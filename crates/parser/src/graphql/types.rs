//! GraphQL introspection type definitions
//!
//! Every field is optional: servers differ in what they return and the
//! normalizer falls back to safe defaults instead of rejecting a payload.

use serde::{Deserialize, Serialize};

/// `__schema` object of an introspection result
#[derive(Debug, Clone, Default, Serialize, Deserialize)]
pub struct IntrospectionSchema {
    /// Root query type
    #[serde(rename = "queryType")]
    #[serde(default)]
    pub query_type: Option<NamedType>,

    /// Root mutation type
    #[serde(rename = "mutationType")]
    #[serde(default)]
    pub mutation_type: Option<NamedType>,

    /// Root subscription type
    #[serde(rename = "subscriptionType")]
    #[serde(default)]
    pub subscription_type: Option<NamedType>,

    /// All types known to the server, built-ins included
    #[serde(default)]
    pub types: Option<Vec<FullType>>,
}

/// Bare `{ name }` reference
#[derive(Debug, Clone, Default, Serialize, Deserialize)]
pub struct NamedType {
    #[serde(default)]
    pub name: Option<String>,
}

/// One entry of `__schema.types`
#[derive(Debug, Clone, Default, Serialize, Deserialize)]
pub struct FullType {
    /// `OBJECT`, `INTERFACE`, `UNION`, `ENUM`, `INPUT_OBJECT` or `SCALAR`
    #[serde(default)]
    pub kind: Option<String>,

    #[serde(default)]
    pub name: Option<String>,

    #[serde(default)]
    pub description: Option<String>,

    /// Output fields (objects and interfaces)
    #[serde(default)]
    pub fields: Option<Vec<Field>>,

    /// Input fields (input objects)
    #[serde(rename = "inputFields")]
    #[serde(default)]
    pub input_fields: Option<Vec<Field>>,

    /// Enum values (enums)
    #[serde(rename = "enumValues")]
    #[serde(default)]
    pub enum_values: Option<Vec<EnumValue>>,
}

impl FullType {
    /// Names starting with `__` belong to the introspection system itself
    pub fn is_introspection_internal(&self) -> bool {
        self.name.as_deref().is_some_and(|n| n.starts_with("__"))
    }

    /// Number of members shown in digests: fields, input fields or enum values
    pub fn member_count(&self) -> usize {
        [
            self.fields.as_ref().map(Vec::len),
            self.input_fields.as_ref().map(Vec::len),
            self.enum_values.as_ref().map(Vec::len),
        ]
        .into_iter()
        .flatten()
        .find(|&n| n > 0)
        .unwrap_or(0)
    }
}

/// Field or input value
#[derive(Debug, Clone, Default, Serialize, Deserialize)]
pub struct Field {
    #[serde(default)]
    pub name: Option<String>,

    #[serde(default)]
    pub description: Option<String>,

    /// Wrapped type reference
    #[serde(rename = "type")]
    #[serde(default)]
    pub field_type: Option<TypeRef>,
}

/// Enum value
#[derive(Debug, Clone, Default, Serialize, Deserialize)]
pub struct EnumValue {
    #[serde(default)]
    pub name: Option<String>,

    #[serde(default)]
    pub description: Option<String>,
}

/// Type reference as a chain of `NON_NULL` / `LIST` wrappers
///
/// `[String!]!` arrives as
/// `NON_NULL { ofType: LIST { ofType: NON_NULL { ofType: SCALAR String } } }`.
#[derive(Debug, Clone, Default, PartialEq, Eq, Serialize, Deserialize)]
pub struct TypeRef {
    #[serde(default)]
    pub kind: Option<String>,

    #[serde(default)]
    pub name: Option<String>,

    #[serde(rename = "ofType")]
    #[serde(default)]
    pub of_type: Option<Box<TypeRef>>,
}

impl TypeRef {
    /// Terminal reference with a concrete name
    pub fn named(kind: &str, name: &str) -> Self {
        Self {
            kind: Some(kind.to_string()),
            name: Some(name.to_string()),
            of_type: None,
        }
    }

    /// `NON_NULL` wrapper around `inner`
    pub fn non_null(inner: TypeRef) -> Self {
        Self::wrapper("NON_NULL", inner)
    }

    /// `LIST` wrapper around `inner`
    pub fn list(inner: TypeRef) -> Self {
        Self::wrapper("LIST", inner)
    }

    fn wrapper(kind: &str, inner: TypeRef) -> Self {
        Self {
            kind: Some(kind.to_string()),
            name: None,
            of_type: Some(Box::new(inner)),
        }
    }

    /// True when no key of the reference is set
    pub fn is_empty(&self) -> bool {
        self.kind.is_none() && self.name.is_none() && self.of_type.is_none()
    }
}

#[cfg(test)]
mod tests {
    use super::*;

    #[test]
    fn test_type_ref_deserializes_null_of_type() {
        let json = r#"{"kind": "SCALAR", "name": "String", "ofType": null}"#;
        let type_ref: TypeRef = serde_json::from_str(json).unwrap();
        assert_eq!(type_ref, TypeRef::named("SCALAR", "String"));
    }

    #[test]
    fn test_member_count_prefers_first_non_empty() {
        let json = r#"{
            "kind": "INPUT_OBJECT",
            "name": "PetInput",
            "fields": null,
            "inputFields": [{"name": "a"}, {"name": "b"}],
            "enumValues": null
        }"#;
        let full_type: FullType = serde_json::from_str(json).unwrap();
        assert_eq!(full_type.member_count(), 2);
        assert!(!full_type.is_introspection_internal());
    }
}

---

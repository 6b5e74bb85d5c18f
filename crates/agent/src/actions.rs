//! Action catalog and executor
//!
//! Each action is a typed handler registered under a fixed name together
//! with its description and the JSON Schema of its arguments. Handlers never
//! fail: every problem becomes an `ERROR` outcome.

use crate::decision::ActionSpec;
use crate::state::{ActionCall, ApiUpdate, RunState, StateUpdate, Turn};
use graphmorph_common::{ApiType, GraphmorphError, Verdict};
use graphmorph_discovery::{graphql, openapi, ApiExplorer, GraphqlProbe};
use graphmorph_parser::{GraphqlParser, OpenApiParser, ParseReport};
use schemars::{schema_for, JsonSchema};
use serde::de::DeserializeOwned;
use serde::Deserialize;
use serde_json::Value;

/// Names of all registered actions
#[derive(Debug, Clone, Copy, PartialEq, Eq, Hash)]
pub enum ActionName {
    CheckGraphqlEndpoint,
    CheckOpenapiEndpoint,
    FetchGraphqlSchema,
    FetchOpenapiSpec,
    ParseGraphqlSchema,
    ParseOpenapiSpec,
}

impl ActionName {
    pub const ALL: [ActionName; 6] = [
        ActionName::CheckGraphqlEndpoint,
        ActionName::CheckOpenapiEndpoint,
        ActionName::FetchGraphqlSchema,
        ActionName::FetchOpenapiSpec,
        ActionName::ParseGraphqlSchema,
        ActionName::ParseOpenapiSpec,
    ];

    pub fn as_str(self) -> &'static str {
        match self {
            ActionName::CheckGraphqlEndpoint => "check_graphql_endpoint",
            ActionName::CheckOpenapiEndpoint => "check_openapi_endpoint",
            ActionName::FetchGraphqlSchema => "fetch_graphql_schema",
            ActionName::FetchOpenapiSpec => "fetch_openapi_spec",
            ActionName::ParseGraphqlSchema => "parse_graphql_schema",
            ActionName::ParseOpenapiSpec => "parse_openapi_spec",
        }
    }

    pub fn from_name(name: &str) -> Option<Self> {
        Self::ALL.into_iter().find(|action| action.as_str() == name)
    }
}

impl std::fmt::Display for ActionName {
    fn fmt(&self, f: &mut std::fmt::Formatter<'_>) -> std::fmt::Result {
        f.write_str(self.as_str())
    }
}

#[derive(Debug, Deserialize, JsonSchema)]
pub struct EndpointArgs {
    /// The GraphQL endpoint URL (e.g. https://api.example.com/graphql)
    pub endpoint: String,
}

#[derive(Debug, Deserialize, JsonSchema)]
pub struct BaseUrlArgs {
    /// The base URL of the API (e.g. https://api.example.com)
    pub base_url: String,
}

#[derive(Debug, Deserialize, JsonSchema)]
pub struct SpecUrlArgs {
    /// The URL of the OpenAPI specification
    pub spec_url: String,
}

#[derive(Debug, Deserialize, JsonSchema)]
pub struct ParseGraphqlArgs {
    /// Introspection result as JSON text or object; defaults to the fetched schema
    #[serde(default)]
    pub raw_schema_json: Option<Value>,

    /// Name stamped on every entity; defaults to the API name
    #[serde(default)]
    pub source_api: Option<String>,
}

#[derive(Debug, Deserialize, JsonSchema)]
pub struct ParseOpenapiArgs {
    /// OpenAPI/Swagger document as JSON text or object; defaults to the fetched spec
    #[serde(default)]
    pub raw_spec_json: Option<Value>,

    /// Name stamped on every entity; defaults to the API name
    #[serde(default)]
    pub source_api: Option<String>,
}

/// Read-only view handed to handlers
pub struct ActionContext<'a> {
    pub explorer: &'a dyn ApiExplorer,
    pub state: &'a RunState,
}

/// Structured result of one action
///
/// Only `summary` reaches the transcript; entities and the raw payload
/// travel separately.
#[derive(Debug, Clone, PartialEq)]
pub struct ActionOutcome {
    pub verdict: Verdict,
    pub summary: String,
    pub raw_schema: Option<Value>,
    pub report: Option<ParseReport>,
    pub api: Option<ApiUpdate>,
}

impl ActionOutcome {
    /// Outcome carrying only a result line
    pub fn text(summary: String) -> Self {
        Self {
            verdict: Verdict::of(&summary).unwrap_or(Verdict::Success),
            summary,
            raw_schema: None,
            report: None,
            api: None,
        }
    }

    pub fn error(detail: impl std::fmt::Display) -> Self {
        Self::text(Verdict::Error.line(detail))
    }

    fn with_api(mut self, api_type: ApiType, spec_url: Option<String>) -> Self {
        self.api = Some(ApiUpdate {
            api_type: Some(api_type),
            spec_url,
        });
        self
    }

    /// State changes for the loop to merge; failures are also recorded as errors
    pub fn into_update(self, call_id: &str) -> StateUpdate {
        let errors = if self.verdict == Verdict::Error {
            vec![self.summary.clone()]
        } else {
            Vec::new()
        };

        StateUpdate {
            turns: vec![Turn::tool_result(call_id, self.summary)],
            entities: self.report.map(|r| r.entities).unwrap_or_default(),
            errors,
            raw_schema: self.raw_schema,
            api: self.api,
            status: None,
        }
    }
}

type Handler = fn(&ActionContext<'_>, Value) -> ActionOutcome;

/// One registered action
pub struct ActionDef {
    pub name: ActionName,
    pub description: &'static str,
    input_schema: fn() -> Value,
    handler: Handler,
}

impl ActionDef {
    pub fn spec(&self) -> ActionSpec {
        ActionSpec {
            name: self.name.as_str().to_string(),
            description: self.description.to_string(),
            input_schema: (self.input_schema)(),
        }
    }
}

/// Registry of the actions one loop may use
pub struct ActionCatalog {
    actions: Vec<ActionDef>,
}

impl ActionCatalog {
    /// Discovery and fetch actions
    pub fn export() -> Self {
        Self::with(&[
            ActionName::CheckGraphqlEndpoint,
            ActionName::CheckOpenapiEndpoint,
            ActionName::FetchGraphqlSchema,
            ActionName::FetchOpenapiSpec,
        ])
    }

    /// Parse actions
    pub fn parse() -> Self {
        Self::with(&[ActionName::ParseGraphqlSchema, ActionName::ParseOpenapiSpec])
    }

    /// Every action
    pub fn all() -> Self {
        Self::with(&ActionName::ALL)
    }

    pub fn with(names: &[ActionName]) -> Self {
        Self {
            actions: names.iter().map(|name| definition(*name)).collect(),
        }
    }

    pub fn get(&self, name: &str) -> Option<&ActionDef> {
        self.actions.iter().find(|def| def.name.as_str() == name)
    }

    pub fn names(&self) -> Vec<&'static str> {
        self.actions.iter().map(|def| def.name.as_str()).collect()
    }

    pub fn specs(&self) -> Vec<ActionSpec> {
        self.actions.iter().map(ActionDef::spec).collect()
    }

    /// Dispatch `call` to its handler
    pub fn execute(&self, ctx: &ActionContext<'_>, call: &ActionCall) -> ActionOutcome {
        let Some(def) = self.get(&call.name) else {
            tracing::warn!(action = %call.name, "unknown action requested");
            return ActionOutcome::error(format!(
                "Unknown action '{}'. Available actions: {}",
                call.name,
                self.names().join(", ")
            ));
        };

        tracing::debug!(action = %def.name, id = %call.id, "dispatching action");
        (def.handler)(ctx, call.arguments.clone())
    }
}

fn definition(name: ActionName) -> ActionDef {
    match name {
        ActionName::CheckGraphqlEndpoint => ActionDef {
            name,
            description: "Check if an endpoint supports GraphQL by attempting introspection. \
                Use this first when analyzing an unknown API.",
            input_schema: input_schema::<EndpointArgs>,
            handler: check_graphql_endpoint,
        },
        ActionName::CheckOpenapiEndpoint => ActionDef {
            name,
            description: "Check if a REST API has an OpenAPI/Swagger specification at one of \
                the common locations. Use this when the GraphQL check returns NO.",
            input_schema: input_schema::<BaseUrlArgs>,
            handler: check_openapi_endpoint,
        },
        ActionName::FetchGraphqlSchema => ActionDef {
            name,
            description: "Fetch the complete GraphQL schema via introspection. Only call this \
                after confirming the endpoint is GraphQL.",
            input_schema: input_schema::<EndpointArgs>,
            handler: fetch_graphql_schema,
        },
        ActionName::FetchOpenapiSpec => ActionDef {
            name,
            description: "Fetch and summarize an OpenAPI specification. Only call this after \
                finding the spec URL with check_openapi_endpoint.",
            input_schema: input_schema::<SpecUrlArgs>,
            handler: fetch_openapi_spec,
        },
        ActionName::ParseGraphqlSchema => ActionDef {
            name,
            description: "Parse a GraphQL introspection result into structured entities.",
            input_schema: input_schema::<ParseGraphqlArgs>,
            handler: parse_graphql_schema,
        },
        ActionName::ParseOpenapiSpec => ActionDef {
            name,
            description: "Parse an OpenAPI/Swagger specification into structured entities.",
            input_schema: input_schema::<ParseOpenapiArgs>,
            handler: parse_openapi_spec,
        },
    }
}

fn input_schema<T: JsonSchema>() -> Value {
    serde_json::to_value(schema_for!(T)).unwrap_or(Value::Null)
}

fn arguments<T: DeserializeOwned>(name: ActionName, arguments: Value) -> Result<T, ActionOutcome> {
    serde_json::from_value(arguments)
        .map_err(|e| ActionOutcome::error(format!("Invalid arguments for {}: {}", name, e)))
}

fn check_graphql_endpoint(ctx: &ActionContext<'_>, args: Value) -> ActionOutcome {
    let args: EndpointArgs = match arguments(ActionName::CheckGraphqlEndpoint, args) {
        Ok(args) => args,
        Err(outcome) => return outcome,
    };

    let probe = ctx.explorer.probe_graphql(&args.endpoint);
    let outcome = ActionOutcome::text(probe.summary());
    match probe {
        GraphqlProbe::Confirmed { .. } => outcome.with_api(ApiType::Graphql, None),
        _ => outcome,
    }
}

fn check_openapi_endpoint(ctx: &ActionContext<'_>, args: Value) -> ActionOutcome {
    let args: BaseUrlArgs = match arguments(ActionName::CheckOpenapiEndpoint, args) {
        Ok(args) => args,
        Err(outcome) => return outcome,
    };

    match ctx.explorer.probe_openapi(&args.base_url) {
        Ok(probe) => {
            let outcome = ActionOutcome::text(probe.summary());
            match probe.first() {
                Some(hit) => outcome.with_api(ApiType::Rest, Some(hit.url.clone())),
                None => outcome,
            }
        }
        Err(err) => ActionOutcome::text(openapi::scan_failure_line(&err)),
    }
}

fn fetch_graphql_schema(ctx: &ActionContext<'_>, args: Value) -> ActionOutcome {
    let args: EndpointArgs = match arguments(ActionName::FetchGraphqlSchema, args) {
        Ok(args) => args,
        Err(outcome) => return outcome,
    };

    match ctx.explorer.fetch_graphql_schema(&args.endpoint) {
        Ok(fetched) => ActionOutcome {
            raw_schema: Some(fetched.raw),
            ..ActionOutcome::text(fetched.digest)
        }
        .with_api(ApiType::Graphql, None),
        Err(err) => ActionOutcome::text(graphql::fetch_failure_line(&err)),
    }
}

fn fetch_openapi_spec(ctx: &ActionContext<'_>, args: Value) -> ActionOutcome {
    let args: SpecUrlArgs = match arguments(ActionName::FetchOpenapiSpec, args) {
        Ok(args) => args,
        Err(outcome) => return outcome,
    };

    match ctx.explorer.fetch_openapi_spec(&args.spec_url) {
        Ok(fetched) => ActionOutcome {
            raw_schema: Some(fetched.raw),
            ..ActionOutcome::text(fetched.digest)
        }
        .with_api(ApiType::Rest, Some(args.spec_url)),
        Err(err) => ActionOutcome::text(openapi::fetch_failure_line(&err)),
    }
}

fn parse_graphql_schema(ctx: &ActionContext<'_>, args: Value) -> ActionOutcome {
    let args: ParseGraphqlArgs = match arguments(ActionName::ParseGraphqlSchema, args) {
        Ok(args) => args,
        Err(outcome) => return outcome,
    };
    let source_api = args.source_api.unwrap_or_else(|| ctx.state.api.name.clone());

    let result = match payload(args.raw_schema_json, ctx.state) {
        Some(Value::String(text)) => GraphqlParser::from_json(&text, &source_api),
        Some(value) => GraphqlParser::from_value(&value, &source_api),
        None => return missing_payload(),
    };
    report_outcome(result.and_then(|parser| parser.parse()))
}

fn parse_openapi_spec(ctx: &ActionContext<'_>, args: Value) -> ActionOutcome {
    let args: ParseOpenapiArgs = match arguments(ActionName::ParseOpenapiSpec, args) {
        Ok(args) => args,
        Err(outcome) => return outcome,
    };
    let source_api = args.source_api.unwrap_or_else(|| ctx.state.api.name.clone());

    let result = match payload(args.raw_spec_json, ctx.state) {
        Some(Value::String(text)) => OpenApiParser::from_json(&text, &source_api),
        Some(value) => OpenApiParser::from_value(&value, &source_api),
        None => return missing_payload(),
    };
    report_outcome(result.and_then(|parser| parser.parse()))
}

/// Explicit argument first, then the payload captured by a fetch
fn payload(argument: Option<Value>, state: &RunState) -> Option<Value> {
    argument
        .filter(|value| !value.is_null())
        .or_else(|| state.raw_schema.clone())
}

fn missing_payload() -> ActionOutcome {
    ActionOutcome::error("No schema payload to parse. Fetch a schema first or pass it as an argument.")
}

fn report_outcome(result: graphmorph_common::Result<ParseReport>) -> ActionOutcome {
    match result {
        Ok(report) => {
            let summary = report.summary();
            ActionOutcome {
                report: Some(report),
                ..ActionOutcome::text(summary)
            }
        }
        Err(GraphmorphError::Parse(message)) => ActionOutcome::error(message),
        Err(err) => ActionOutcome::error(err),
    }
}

Task instructions
Your answer should be a single number: how many lines of the material above include "after".

Written reply
2